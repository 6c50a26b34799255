pub mod binarize;
pub mod luminance;
pub mod oned;
pub mod qr;
pub mod utils;

pub use binarize::{
    Binarizer, BinaryBitmap, GlobalHistogramBinarizer, HybridBinarizer, PassthroughBinarizer,
};
pub use luminance::{Luma8Source, LuminanceSource};
pub use oned::{MultiFormatOneDReader, OneDReader};
pub use qr::QrCodeReader;

use log::{debug, trace};

use crate::common::{
    error::{BarcodeError, BarcodeResult},
    format::BarcodeFormat,
    hints::DecodeHints,
    result::DecodedBarcode,
};

// Reader
//------------------------------------------------------------------------------

/// Locates and decodes one symbol in a binarized image
pub trait Reader {
    fn decode<B: Binarizer>(
        &mut self,
        image: &BinaryBitmap<B>,
        hints: &DecodeHints,
    ) -> BarcodeResult<DecodedBarcode>;
}

/// Closed set of readers the multi format reader chooses from
pub enum ReaderKind {
    OneD(MultiFormatOneDReader),
    Qr(QrCodeReader),
}

impl Reader for ReaderKind {
    fn decode<B: Binarizer>(
        &mut self,
        image: &BinaryBitmap<B>,
        hints: &DecodeHints,
    ) -> BarcodeResult<DecodedBarcode> {
        match self {
            Self::OneD(r) => r.decode(image, hints),
            Self::Qr(r) => r.decode(image, hints),
        }
    }
}

// Multi format reader
//------------------------------------------------------------------------------

/// Tries every reader enabled by the hints. Linear readers go first unless trying
/// harder, in which case the slower 2D search runs before them.
pub struct MultiFormatReader {
    hints: DecodeHints,
    readers: Vec<ReaderKind>,
}

impl Default for MultiFormatReader {
    fn default() -> Self {
        Self::new(&DecodeHints::default())
    }
}

impl MultiFormatReader {
    pub fn new(hints: &DecodeHints) -> Self {
        let mut reader = Self { hints: DecodeHints::default(), readers: Vec::new() };
        reader.set_hints(hints);
        reader
    }

    /// Rebuilds the reader list for `hints`
    pub fn set_hints(&mut self, hints: &DecodeHints) {
        self.hints = hints.clone();
        let try_harder = hints.try_harder;
        let mut readers = Vec::new();

        if let Some(formats) = &hints.possible_formats {
            let add_one_d = formats.iter().any(|f| f.is_one_d());
            if add_one_d && !try_harder {
                readers.push(ReaderKind::OneD(MultiFormatOneDReader::new(hints)));
            }
            if formats.contains(&BarcodeFormat::QrCode) {
                readers.push(ReaderKind::Qr(QrCodeReader::new()));
            }
            if add_one_d && try_harder {
                readers.push(ReaderKind::OneD(MultiFormatOneDReader::new(hints)));
            }
        }

        if readers.is_empty() {
            if !try_harder {
                readers.push(ReaderKind::OneD(MultiFormatOneDReader::new(hints)));
            }
            readers.push(ReaderKind::Qr(QrCodeReader::new()));
            if try_harder {
                readers.push(ReaderKind::OneD(MultiFormatOneDReader::new(hints)));
            }
        }
        self.readers = readers;
    }

    /// Decodes with the hints last set, without rebuilding the readers
    pub fn decode_with_state<B: Binarizer>(
        &mut self,
        image: &BinaryBitmap<B>,
    ) -> BarcodeResult<DecodedBarcode> {
        let mut best_err = BarcodeError::NotFound;
        match self.decode_internal(image, &mut best_err) {
            Some(res) => return Ok(res),
            None if self.hints.also_inverted => {
                debug!("Nothing found, retrying on the inverted image");
                let inverted = image.inverted();
                if let Some(res) = self.decode_internal(&inverted, &mut best_err) {
                    return Ok(res);
                }
            }
            None => (),
        }
        Err(best_err)
    }

    // Keeps the most specific error seen so far in `best_err`
    fn decode_internal<B: Binarizer>(
        &mut self,
        image: &BinaryBitmap<B>,
        best_err: &mut BarcodeError,
    ) -> Option<DecodedBarcode> {
        let hints = &self.hints;
        for reader in self.readers.iter_mut() {
            match reader.decode(image, hints) {
                Ok(res) => {
                    debug!("Decoded {} symbol", res.format());
                    return Some(res);
                }
                Err(e) => {
                    trace!("Reader failed: {e}");
                    if e.specificity() > best_err.specificity() {
                        *best_err = e;
                    }
                }
            }
        }
        None
    }
}

impl Reader for MultiFormatReader {
    fn decode<B: Binarizer>(
        &mut self,
        image: &BinaryBitmap<B>,
        hints: &DecodeHints,
    ) -> BarcodeResult<DecodedBarcode> {
        self.set_hints(hints);
        self.decode_with_state(image)
    }
}

#[cfg(test)]
mod reader_tests {
    use super::{
        BinaryBitmap, HybridBinarizer, Luma8Source, MultiFormatReader, Reader, ReaderKind,
    };
    use crate::builder::{MultiFormatWriter, Writer};
    use crate::common::{
        bit_matrix::BitMatrix, error::BarcodeError, format::BarcodeFormat, hints::DecodeHints,
        hints::EncodeHints, result::ResultMetadataKey,
    };

    fn rendered(
        contents: &str,
        format: BarcodeFormat,
        invert: bool,
    ) -> BinaryBitmap<HybridBinarizer> {
        let code = MultiFormatWriter.encode(contents, format, 0, 0, &EncodeHints::new()).unwrap();
        // Linear symbols come back one row high
        let height = if code.height() == 1 { 40 } else { code.height() };
        let mut matrix = BitMatrix::new(code.width(), height).unwrap();
        for y in 0..height {
            for x in 0..code.width() {
                if code.get(x, y % code.height()) != invert {
                    matrix.set(x, y);
                }
            }
        }
        let source = Luma8Source::from(&matrix.to_image(3));
        BinaryBitmap::new(HybridBinarizer::new(source))
    }

    #[test]
    fn test_reader_order() {
        let reader = MultiFormatReader::default();
        assert!(matches!(reader.readers[..], [ReaderKind::OneD(_), ReaderKind::Qr(_)]));

        let mut hints = DecodeHints::new();
        hints.try_harder(true);
        let reader = MultiFormatReader::new(&hints);
        assert!(matches!(reader.readers[..], [ReaderKind::Qr(_), ReaderKind::OneD(_)]));

        hints.possible_formats(&[BarcodeFormat::QrCode]);
        let reader = MultiFormatReader::new(&hints);
        assert!(matches!(reader.readers[..], [ReaderKind::Qr(_)]));
    }

    #[test]
    fn test_decode_qr_and_ean() {
        let mut reader = MultiFormatReader::default();
        let hints = DecodeHints::new();

        let res = reader.decode(&rendered("multi format", BarcodeFormat::QrCode, false), &hints);
        let res = res.unwrap();
        assert_eq!(res.text(), "multi format");
        assert_eq!(res.format(), BarcodeFormat::QrCode);

        let res = reader.decode(&rendered("5901234123457", BarcodeFormat::Ean13, false), &hints);
        let res = res.unwrap();
        assert_eq!(res.text(), "5901234123457");
        assert_eq!(res.format(), BarcodeFormat::Ean13);
        assert!(res.metadata_value(ResultMetadataKey::SymbologyIdentifier).is_some());
    }

    #[test]
    fn test_restricted_formats() {
        let mut hints = DecodeHints::new();
        hints.possible_formats(&[BarcodeFormat::Code128]);
        let image = rendered("5901234123457", BarcodeFormat::Ean13, false);
        let mut reader = MultiFormatReader::new(&hints);
        assert!(reader.decode_with_state(&image).is_err());
    }

    #[test]
    fn test_also_inverted() {
        let image = rendered("inverted", BarcodeFormat::QrCode, true);
        let mut hints = DecodeHints::new();
        hints.possible_formats(&[BarcodeFormat::QrCode]);
        assert!(MultiFormatReader::new(&hints).decode_with_state(&image).is_err());

        hints.also_inverted(true);
        let res = MultiFormatReader::new(&hints).decode_with_state(&image).unwrap();
        assert_eq!(res.text(), "inverted");
    }

    #[test]
    fn test_blank_image() {
        let source = Luma8Source::from_luma(vec![255u8; 100 * 100], 100, 100).unwrap();
        let image = BinaryBitmap::new(HybridBinarizer::new(source));
        let res = MultiFormatReader::default().decode_with_state(&image);
        assert_eq!(res.unwrap_err(), BarcodeError::NotFound);
    }
}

—————

### What to work on
From the first line of the data above to the line containing "pub use qr::QrCodeReader;", repeat everything exactly and add nothing.

### Response for this exercise
repository 6c50a26b34799255
pub mod binarize;
pub mod luminance;
pub mod oned;
pub mod qr;
pub mod utils;

pub use binarize::{
    Binarizer, BinaryBitmap, GlobalHistogramBinarizer, HybridBinarizer, PassthroughBinarizer,
};
pub use luminance::{Luma8Source, LuminanceSource};
pub use oned::{MultiFormatOneDReader, OneDReader};
pub use qr::QrCodeReader;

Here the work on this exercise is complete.